:: DATASET RECORDS ::
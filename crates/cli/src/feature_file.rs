use geodialect_core::{FeatureType, GeometryDescriptor, GeometryType};
use serde::Deserialize;

use crate::error_presentation::{CliError, CliResult};

/// Feature type description read by `geodialect ddl`.
///
/// ```yaml
/// table: roads
/// geometries:
///   - { name: geom, type: LineString, srid: 4326 }
/// ```
#[derive(Debug, Clone, PartialEq, Eq, Deserialize)]
#[serde(deny_unknown_fields)]
pub(crate) struct FeatureTypeFile {
    pub(crate) table: String,
    #[serde(default)]
    pub(crate) geometries: Vec<GeometryColumnFile>,
}

#[derive(Debug, Clone, PartialEq, Eq, Deserialize)]
#[serde(deny_unknown_fields)]
pub(crate) struct GeometryColumnFile {
    pub(crate) name: String,
    #[serde(rename = "type", default = "default_geometry_type")]
    pub(crate) geometry_type: String,
    #[serde(default)]
    pub(crate) srid: Option<i32>,
}

fn default_geometry_type() -> String {
    GeometryType::Geometry.wkt_tag().to_string()
}

pub(crate) fn parse_feature_type(yaml: &str) -> CliResult<FeatureType> {
    let file: FeatureTypeFile = serde_yaml::from_str(yaml).map_err(CliError::FeatureType)?;

    let mut feature_type = FeatureType::new(file.table);
    for column in file.geometries {
        let geometry_type = GeometryType::from_wkt_tag(&column.geometry_type).ok_or_else(|| {
            CliError::UnknownGeometryType {
                column: column.name.clone(),
                geometry_type: column.geometry_type.clone(),
            }
        })?;

        let mut descriptor = GeometryDescriptor::new(column.name, geometry_type);
        descriptor.crs_epsg = column.srid;
        feature_type = feature_type.with_geometry(descriptor);
    }

    Ok(feature_type)
}
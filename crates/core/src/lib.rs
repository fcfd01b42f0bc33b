mod adapter;
mod config;
mod dialect;
mod error;
mod feature;
mod filter;
mod geometry;
mod params;
mod value;

pub use adapter::{
    DatabaseAdapter, Row, Savepoint, SqlValue, execution_error, query_scalar_i64,
    query_scalar_text,
};
pub use config::{ConnectionConfig, Version};
pub use dialect::SqlDialect;
pub use error::{
    ConfigError, Error, ExecutionError, GenerateError, GeometryFormatError, GeometryText, Result,
};
pub use feature::{AttributeDescriptor, FeatureType, GeometryDescriptor, Hints};
pub use filter::{
    ComparisonOp, Expr, Filter, FilterToSql, SpatialOp, encode_expr, encode_filter, unsupported,
};
pub use geometry::{
    Envelope, Geometry, GeometryFactory, GeometryType, PrecisionModel, ReferencedEnvelope,
    WktError, read_wkt, write_wkt,
};
pub use params::{Param, ParamKind, ParamValue, Params, Sample};
pub use value::{ScalarValue, ValueType, encode_default_text, encode_default_value};
pub use wkt::{self, Wkt};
:::
→ **TASK DESCRIPTION**
Produce a word-for-word copy of all the entries above.

→ **SOLVED EXERCISE**
filename crates/cli/src/feature_file.rs
use geodialect_core::{FeatureType, GeometryDescriptor, GeometryType};
use serde::Deserialize;

use crate::error_presentation::{CliError, CliResult};

/// Feature type description read by `geodialect ddl`.
///
/// ```yaml
/// table: roads
/// geometries:
///   - { name: geom, type: LineString, srid: 4326 }
/// ```
#[derive(Debug, Clone, PartialEq, Eq, Deserialize)]
#[serde(deny_unknown_fields)]
pub(crate) struct FeatureTypeFile {
    pub(crate) table: String,
    #[serde(default)]
    pub(crate) geometries: Vec<GeometryColumnFile>,
}

#[derive(Debug, Clone, PartialEq, Eq, Deserialize)]
#[serde(deny_unknown_fields)]
pub(crate) struct GeometryColumnFile {
    pub(crate) name: String,
    #[serde(rename = "type", default = "default_geometry_type")]
    pub(crate) geometry_type: String,
    #[serde(default)]
    pub(crate) srid: Option<i32>,
}

fn default_geometry_type() -> String {
    GeometryType::Geometry.wkt_tag().to_string()
}

pub(crate) fn parse_feature_type(yaml: &str) -> CliResult<FeatureType> {
    let file: FeatureTypeFile = serde_yaml::from_str(yaml).map_err(CliError::FeatureType)?;

    let mut feature_type = FeatureType::new(file.table);
    for column in file.geometries {
        let geometry_type = GeometryType::from_wkt_tag(&column.geometry_type).ok_or_else(|| {
            CliError::UnknownGeometryType {
                column: column.name.clone(),
                geometry_type: column.geometry_type.clone(),
            }
        })?;

        let mut descriptor = GeometryDescriptor::new(column.name, geometry_type);
        descriptor.crs_epsg = column.srid;
        feature_type = feature_type.with_geometry(descriptor);
    }

    Ok(feature_type)
}
filename crates/core/src/lib.rs
repository fcfd01b42f0bc33b
mod adapter;
mod config;
mod dialect;
mod error;
mod feature;
mod filter;
mod geometry;
mod params;
mod value;

pub use adapter::{
    DatabaseAdapter, Row, Savepoint, SqlValue, execution_error, query_scalar_i64,
    query_scalar_text,
};
pub use config::{ConnectionConfig, Version};
pub use dialect::SqlDialect;
pub use error::{
    ConfigError, Error, ExecutionError, GenerateError, GeometryFormatError, GeometryText, Result,
};
pub use feature::{AttributeDescriptor, FeatureType, GeometryDescriptor, Hints};
pub use filter::{
    ComparisonOp, Expr, Filter, FilterToSql, SpatialOp, encode_expr, encode_filter, unsupported,
};
pub use geometry::{
    Envelope, Geometry, GeometryFactory, GeometryType, PrecisionModel, ReferencedEnvelope,
    WktError, read_wkt, write_wkt,
};
pub use params::{Param, ParamKind, ParamValue, Params, Sample};
pub use value::{ScalarValue, ValueType, encode_default_text, encode_default_value};
pub use wkt::{self, Wkt};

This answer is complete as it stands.